Understand pBFT consensus algorithm

Table of Contents

Introduction

In a distributed system, such as distributed database, computing, blockchain, and more, multiple nodes need to archive consensus to ensure the smooth and reliable operation of the entire system. Based on fault tolerance capabilities, consensus algorithms can be divided into Crash Fault Tolerance (CFT) and Byzantine Fault Tolerance (BFT).

  • Crash Fault Tolerance (CFT): Assumes all nodes are honest and consensus can be achieved despite occasional failures.
  • Byzantine Fault Tolerance (BFT): Consensus can be reached even in the presence of a certain proportion of malicious nodes.

Classic CFT algorithms, such as Paxos and Raft, are widely used in distributed storage systems. These algorithms offer faster processing capabilities and can tolerate the failure of more than half of the nodes.

While BFT algorithms tend to have lower performance and can tolerate no more than one-third of faulty nodes, they are particularly well-suited for blockchain scenarios. This blog will focus on BFT and its practical implementation-PBFT algorithm.

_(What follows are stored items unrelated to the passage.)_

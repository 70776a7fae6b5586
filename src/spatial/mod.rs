//! Spatial data structures for the knot lattice
//!
//! This module contains spatial-related functionality including:
//! - Lattice points and the turtle cursor
//! - Motif category symbols and their colors
//! - The symbolic knot motif and its rotated variant

/// Lattice points, headings and turtle traversal state
pub mod lattice;
/// Category-to-color table
pub mod palette;
/// Motif category alphabet
pub mod symbols;
/// Knot motif templates and rotations
pub mod tiles;

pub use lattice::Point;
pub use palette::Palette;
pub use symbols::Symbol;
pub use tiles::{KnotTemplates, Motif};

Byzantine Generals Problem

So, what is Byzantine fault tolerance? let’s look at the problem first.

  • Let’s say there are N generals and each general controls an army
  • The generals communicate with each other through message passing
  • They need to agree on a common decision, either to attack or retreat
  • Some m of these generals may bt traitors who send inconsistent or false information to prevent the loyal generals from reaching consensus.

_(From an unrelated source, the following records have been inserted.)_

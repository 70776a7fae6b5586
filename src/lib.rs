//! Endless-knot lattices stitched along a Hilbert curve
//!
//! A fixed 27×27 knot motif is tiled over a `2^depth` × `2^depth` board in
//! two checkerboard-alternating orientations. Connector patches painted at
//! every step of a Hilbert curve then join neighbouring tiles, so the board
//! reads as one continuous strand weaving over and under itself.

#![forbid(unsafe_code)]

/// Path generation, tiling, stitching and compositing
pub mod algorithm;
/// Drawing surface, configuration, errors and the command line
pub mod io;
/// Lattice points, motif templates and colors
pub mod spatial;

pub use io::error::{KnotError, Result};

The core difficulty of the Byzantine problem lies in the potential for traitorous generals to send conflicting information, making it hard for loyal generals to reach an agreement. For example, a traitor might tell one group of generals to “attack” and another group to “retreat,” causing confusion.

Byzantine fault tolerance

Byzantine Fault Tolerance (BFT) refers to the ability of a distributed system to correctly handle Byzantine faults. Its core concepts are as below:

  • Fault Tolerance: The system can continue to operate correctly and reach consensus despite a certain number of nodes exhibiting Byzantine faults.
  • Consensus Mechanism: All honest nodes in a distributed system can reach a unanimous decision even in the presence of some malicious nodes.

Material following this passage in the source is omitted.